This Joyful Season of Lent
Published on March 12-13, 2011 in the Parish Bulletin of Saint Andrew Catholic Church, Harrodsburg KY
Most Catholics I know are Christmas and Easter people; they love the joy to the world that Christmas brings and the triumphant gladness that Easter promises. And who can blame them? Those are the seasons when the sanctuary is decorated with poinsettias and lilies, when the Glorias and Alleluias are sung with fervor, when the finest live music rings loud and clear not in concert halls but in the nave of even the smallest Church, when we are reunited with so many of those whom we haven’t seen in all the other Sundays. Most Catholics are Christmas and Easter people because it is on those high holy days that we see the Body of Christ as it should be: one in faith and hope, one in prayer and song.

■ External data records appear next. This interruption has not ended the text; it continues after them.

//! Error types for the todo API client.
//!
//! # Design
//! `NotFound` and `Rejected` get dedicated variants because callers show them
//! differently: the item vanished, or the server refused the payload (its
//! field errors are kept verbatim). All other non-2xx responses land in
//! `Status` with the raw status code and body. Local validation failures are
//! not errors at all; the session skips the action before any request.

use thiserror::Error;

/// Errors returned by `TodoClient` parse methods and by transports.
#[derive(Debug, Error)]
pub enum ApiError {
    /// The request never produced a response (connection refused, DNS, ...).
    #[error("transport failure: {0}")]
    Transport(String),

    /// The server returned 404.
    #[error("resource not found")]
    NotFound,

    /// The server returned 400 with validation errors.
    #[error("rejected by server: {body}")]
    Rejected { body: String },

    /// The server returned any other non-2xx status.
    #[error("HTTP {status}: {body}")]
    Status { status: u16, body: String },

    /// The response body could not be deserialized into the expected type.
    #[error("deserialization failed: {0}")]
    Deserialize(String),

    /// The request payload could not be serialized to JSON.
    #[error("serialization failed: {0}")]
    Serialize(String),
}

#[cfg(test)]
mod tests {
    use super::*;

    #[test]
    fn display_includes_status_and_body() {
        let err = ApiError::Status {
            status: 503,
            body: "down".to_string(),
        };
        assert_eq!(err.to_string(), "HTTP 503: down");
        assert_eq!(
            ApiError::Transport("connection refused".to_string()).to_string(),
            "transport failure: connection refused"
        );
    }
}
//! Parsing of shell input lines.

use todo_core::DraftField;

pub const USAGE: &str = "\
commands:
  add <title> [| <description>]   create a todo
  toggle <n>                      flip completion of item n
  edit <n>                        open the edit form for item n
  set title|description <text>    change the open draft
  save | cancel                   finish the edit
  delete <n>                      remove item n
  show <n>                        fetch item n from the server
  refresh                         reload the list
  help | quit";

/// One line of user input. Item numbers are 1-based list positions.
#[derive(Debug, Clone, PartialEq, Eq)]
pub enum Command {
    Add { title: String, description: String },
    Toggle(usize),
    Edit(usize),
    Set { field: DraftField, value: String },
    Save,
    Cancel,
    Delete(usize),
    Show(usize),
    Refresh,
    Help,
    Quit,
}

impl Command {
    pub fn parse(line: &str) -> Result<Command, String> {
        let line = line.trim();
        let (word, rest) = match line.split_once(char::is_whitespace) {
            Some((word, rest)) => (word, rest.trim()),
            None => (line, ""),
        };
        match word {
            "add" => {
                let (title, description) = match rest.split_once('|') {
                    Some((title, description)) => (title.trim(), description.trim()),
                    None => (rest, ""),
                };
                Ok(Command::Add {
                    title: title.to_string(),
                    description: description.to_string(),
                })
            }
            "toggle" => position(rest).map(Command::Toggle),
            "edit" => position(rest).map(Command::Edit),
            "delete" | "rm" => position(rest).map(Command::Delete),
            "show" => position(rest).map(Command::Show),
            "set" => {
                let (name, value) = rest.split_once(char::is_whitespace).unwrap_or((rest, ""));
                let field = name.parse::<DraftField>()?;
                Ok(Command::Set {
                    field,
                    value: value.trim().to_string(),
                })
            }
            "save" => Ok(Command::Save),
            "cancel" => Ok(Command::Cancel),
            "refresh" | "ls" => Ok(Command::Refresh),
            "help" | "?" => Ok(Command::Help),
            "quit" | "exit" | "q" => Ok(Command::Quit),
            "" => Err("empty command".to_string()),
            other => Err(format!("unknown command: {other}")),
        }
    }
}

fn position(arg: &str) -> Result<usize, String> {
    match arg.parse::<usize>() {
        Ok(n) if n > 0 => Ok(n),
        _ => Err(format!("expected an item number, got {arg:?}")),
    }
}

#[cfg(test)]
mod tests {
    use super::*;

    #[test]
    fn add_with_and_without_description() {
        assert_eq!(
            Command::parse("add Buy milk").unwrap(),
            Command::Add {
                title: "Buy milk".to_string(),
                description: String::new()
            }
        );
        assert_eq!(
            Command::parse("add Walk dog | 2pm").unwrap(),
            Command::Add {
                title: "Walk dog".to_string(),
                description: "2pm".to_string()
            }
        );
    }

    #[test]
    fn add_keeps_blank_title_for_the_session_to_skip() {
        assert_eq!(
            Command::parse("add").unwrap(),
            Command::Add {
                title: String::new(),
                description: String::new()
            }
        );
    }

    #[test]
    fn item_numbers_are_one_based() {
        assert_eq!(Command::parse("toggle 2").unwrap(), Command::Toggle(2));
        assert_eq!(Command::parse("  delete   1 ").unwrap(), Command::Delete(1));
        assert!(Command::parse("edit 0").is_err());
        assert!(Command::parse("edit x").is_err());
        assert!(Command::parse("show").is_err());
    }

    #[test]
    fn set_draft_fields() {
        assert_eq!(
            Command::parse("set title Buy bread").unwrap(),
            Command::Set {
                field: DraftField::Title,
                value: "Buy bread".to_string()
            }
        );
        assert_eq!(
            Command::parse("set description").unwrap(),
            Command::Set {
                field: DraftField::Description,
                value: String::new()
            }
        );
        assert!(Command::parse("set completed true").is_err());
    }

    #[test]
    fn unknown_and_empty_lines_are_errors() {
        assert!(Command::parse("frobnicate").is_err());
        assert!(Command::parse("   ").is_err());
        assert_eq!(Command::parse("q").unwrap(), Command::Quit);
    }
}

But, unlike most Catholics, I am more of a Lenten kind of guy. I much prefer Lent over the other liturgical seasons not because I enjoy all of its reminders of sin and guilt or because I savor the Savior’s pain and suffering and the Sorrowful Mother’s tears. There is a glory in these forty days that often eludes us because we are too busy focusing only on what we have done and what we have failed to do (cf. Confiteor). In fact, the Church Herself refers to Lent not as a season of sadness and shame but as a joyful season given to us by God each year (cf. Preface of Lent I). Lent is a joyful season because instead of letting us wallow in regret the Lord offers us reconciliation, instead of letting us stick to our tired, old ways the Lord moves us to be renewed. I am a Lenten kind of guy because I find in this season forty days full of possibilities for holiness in a world that often dismisses holiness as something altogether impossible. And each day of this joyful season of possibilities comes from the Lord with whom all things are possible (Mt. 19:26).
There is another reason why I find Lent to be a joyful season. As a pastor and confessor, I see firsthand how the faithful truly become full of faith during these forty days. There is something about the approach of Easter that awakens within us an oft hidden grace that draws us back to the arms of our God. I believe that this is a grace that comes with our baptism, and it urges us to recall the promises of that same baptism, promises that are forgotten or ignored throughout the year. It is almost an instinct for an annual spring cleaning of our souls, an urge to get our dirty laundry washed because somehow we realize deep down inside that we need our souls to be lily-white when we renew our baptismal promises on Easter Sunday. This is what I find so powerful and joyful about Lent: that no matter how far away we may have strayed, the Lord tugs us so gently yet so surely back home to His embrace.